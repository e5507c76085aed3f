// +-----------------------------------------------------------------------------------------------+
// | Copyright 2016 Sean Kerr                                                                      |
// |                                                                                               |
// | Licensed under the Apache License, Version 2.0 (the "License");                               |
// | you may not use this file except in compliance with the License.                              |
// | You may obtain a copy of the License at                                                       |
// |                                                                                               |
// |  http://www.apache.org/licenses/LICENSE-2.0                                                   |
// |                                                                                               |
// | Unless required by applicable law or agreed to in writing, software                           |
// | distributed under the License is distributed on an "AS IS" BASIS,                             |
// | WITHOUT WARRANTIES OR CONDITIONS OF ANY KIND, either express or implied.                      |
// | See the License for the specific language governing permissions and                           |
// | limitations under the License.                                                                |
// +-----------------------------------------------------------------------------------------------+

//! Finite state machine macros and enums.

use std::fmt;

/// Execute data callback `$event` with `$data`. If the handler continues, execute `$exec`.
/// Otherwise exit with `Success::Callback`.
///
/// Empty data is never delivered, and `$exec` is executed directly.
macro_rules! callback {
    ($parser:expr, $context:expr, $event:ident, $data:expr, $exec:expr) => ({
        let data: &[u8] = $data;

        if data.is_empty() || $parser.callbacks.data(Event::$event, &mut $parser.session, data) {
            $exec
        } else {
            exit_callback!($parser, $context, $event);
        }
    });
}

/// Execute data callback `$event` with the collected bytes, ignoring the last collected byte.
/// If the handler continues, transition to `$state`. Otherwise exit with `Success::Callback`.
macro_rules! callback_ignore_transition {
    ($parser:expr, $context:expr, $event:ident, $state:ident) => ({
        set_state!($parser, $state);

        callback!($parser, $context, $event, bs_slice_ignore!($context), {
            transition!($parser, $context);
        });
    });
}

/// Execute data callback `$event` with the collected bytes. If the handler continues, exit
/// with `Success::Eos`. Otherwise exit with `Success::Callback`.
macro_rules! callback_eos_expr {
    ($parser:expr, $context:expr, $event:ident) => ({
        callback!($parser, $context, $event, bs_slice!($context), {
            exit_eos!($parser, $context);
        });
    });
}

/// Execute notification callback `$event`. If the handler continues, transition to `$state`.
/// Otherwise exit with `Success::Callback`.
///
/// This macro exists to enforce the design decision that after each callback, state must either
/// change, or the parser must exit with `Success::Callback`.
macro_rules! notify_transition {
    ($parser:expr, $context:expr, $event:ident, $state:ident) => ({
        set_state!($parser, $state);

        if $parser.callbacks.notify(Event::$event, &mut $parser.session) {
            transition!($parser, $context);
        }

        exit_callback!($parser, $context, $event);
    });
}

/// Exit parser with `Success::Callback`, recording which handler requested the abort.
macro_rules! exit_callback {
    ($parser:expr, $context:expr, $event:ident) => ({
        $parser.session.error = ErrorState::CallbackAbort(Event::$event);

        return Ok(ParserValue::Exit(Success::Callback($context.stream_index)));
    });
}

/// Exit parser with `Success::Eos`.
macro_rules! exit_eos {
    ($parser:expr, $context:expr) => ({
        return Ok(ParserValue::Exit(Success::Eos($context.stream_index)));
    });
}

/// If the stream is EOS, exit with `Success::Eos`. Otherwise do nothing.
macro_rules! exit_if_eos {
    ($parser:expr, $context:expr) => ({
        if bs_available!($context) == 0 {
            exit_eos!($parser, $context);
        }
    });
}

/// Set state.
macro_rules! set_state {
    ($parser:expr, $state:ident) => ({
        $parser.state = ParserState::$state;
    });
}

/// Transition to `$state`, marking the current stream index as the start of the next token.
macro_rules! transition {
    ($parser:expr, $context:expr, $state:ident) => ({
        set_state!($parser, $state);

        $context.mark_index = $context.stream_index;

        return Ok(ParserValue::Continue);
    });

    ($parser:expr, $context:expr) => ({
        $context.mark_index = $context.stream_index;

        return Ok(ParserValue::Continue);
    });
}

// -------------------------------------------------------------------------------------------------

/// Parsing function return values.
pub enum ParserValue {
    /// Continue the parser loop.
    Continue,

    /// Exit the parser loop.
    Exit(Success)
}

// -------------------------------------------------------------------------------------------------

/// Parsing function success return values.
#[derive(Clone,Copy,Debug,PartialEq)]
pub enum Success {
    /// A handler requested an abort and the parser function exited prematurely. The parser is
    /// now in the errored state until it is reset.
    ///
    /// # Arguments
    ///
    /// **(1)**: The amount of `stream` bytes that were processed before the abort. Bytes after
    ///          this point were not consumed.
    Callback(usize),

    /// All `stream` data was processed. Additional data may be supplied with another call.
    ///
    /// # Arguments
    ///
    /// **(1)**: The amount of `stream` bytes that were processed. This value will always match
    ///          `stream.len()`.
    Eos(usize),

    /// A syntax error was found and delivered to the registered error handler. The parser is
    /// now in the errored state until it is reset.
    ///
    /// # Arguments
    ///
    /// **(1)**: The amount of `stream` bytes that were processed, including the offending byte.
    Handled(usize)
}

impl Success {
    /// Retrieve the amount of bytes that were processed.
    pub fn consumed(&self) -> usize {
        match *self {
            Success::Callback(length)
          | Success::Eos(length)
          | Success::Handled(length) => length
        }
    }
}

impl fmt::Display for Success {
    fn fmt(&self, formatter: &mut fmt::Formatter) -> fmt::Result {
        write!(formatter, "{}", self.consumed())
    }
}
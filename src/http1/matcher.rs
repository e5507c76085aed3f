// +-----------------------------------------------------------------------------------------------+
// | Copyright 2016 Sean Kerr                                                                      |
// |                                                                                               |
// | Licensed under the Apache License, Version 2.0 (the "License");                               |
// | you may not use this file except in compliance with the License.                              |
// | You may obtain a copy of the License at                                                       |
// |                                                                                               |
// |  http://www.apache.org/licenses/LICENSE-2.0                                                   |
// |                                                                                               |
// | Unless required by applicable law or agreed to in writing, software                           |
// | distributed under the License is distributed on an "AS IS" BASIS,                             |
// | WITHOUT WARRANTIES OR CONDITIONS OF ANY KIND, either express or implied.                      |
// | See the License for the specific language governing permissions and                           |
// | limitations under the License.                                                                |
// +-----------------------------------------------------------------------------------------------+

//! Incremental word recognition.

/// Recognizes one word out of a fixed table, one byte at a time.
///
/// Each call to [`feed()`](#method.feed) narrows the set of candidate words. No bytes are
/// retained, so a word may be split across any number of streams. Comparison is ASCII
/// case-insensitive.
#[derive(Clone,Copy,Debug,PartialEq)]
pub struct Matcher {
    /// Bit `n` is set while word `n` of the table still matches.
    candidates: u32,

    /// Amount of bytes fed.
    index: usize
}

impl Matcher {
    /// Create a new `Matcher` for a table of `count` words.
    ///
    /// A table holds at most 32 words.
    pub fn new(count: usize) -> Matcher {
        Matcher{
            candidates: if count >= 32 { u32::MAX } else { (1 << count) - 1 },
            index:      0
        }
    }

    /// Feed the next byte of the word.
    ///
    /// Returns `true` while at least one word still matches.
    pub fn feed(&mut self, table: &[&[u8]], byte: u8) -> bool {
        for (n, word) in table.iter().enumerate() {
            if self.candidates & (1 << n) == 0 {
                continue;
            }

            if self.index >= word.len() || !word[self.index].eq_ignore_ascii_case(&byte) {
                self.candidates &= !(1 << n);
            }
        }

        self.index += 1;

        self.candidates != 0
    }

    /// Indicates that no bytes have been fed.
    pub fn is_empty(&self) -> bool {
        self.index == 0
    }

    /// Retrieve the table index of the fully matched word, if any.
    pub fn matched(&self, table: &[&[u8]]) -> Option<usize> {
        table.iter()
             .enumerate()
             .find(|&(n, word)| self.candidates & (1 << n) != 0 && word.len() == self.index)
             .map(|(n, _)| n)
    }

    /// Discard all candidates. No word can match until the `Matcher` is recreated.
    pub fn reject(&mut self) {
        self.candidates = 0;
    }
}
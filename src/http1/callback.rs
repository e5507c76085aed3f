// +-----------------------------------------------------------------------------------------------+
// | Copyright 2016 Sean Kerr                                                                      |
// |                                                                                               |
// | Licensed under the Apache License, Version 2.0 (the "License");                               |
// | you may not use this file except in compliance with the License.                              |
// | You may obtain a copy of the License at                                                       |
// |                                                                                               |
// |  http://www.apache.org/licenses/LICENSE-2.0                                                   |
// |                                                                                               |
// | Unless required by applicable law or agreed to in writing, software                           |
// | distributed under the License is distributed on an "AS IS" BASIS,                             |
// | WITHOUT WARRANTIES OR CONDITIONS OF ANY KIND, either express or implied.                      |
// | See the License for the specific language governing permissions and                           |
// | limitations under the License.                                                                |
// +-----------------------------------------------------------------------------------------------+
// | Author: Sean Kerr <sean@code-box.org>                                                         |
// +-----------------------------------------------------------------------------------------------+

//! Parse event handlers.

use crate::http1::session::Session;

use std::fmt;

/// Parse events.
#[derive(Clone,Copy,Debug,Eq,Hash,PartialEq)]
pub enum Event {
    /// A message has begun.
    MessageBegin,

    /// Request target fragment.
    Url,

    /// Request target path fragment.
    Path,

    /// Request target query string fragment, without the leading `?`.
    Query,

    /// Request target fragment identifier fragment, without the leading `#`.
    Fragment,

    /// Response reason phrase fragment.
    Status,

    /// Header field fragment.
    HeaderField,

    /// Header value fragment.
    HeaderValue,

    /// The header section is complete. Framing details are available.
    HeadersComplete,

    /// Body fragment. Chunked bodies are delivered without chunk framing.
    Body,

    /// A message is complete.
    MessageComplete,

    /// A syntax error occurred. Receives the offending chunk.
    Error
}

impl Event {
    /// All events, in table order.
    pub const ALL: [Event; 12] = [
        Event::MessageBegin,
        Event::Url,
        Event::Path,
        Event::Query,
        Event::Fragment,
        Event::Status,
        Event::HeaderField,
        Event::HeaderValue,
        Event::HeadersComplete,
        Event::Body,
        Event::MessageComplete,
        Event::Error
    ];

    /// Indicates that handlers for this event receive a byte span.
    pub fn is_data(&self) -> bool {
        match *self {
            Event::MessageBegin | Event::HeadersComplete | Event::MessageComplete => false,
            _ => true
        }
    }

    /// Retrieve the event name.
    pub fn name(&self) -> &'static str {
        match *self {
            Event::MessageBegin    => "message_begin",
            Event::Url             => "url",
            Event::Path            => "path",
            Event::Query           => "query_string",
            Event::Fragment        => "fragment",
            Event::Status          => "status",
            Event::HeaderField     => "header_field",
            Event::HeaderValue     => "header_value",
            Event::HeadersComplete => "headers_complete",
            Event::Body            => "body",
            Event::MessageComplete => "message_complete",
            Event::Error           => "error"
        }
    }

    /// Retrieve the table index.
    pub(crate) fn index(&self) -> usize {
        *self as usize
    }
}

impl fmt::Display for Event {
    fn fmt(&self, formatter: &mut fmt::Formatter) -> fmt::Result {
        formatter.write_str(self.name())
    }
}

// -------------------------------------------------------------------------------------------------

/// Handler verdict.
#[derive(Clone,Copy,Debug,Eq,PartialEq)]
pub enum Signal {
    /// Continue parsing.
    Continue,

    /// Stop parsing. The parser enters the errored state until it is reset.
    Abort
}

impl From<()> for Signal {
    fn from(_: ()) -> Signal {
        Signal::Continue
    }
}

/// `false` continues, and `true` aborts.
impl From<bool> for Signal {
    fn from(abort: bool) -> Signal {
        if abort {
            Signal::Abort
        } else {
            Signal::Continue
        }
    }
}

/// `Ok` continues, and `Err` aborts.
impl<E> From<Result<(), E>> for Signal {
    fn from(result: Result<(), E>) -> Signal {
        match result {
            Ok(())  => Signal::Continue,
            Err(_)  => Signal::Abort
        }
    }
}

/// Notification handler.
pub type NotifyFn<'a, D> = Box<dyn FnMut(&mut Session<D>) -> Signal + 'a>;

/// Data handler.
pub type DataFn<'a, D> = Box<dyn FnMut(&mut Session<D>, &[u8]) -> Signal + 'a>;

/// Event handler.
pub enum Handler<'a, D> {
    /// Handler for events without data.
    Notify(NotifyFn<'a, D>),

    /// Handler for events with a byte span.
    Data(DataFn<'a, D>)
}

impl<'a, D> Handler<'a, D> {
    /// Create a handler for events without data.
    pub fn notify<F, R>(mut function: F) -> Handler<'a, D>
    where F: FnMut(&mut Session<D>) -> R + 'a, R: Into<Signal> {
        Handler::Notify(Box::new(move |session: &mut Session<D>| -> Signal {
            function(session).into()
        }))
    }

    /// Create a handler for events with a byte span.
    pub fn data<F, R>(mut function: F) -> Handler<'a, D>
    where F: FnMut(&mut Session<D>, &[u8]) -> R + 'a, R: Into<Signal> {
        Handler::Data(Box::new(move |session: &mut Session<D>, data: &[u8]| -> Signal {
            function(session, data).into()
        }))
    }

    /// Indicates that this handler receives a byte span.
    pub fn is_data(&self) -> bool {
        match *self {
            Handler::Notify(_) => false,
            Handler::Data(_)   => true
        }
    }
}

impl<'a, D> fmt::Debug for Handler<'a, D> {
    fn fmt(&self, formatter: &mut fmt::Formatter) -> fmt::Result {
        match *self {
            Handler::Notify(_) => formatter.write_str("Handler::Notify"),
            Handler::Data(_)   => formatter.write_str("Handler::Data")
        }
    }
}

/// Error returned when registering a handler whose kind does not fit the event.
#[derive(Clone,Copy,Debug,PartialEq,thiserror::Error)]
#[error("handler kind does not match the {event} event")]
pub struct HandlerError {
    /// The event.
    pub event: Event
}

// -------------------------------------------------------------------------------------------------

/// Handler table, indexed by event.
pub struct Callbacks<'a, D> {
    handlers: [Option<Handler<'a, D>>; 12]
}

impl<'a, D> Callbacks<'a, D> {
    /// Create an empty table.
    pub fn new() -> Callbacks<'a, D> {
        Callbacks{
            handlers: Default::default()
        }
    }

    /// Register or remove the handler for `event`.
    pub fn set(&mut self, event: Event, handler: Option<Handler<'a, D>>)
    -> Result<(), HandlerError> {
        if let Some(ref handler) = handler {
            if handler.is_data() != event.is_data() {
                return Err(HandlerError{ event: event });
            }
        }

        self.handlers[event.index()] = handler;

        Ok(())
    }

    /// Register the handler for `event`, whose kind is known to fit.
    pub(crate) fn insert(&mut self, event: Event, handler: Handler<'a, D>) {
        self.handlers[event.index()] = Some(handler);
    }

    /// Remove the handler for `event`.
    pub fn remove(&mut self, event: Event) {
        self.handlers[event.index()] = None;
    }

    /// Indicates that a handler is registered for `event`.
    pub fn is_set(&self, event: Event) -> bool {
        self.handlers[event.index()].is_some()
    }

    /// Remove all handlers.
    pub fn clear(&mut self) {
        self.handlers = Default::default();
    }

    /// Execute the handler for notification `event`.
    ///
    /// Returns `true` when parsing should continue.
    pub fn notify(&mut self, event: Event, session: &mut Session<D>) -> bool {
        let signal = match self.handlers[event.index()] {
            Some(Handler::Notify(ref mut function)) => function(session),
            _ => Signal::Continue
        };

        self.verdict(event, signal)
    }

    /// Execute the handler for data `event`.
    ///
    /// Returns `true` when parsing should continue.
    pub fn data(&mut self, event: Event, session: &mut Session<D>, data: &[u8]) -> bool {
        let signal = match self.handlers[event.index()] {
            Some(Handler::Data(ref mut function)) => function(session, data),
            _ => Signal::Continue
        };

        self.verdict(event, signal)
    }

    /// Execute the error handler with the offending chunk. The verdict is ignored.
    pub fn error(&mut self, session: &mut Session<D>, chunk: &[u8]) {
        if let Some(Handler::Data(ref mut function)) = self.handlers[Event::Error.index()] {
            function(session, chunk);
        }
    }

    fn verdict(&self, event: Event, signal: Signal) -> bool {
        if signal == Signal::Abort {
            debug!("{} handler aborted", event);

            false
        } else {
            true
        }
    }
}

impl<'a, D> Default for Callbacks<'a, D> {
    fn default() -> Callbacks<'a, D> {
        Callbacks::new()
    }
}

**Exercise**
Looking through the data above, copy out each line in which the string "MessageBegin" occurs.

**Output**
    MessageBegin,
        Event::MessageBegin,
            Event::MessageBegin | Event::HeadersComplete | Event::MessageComplete => false,
            Event::MessageBegin    => "message_begin",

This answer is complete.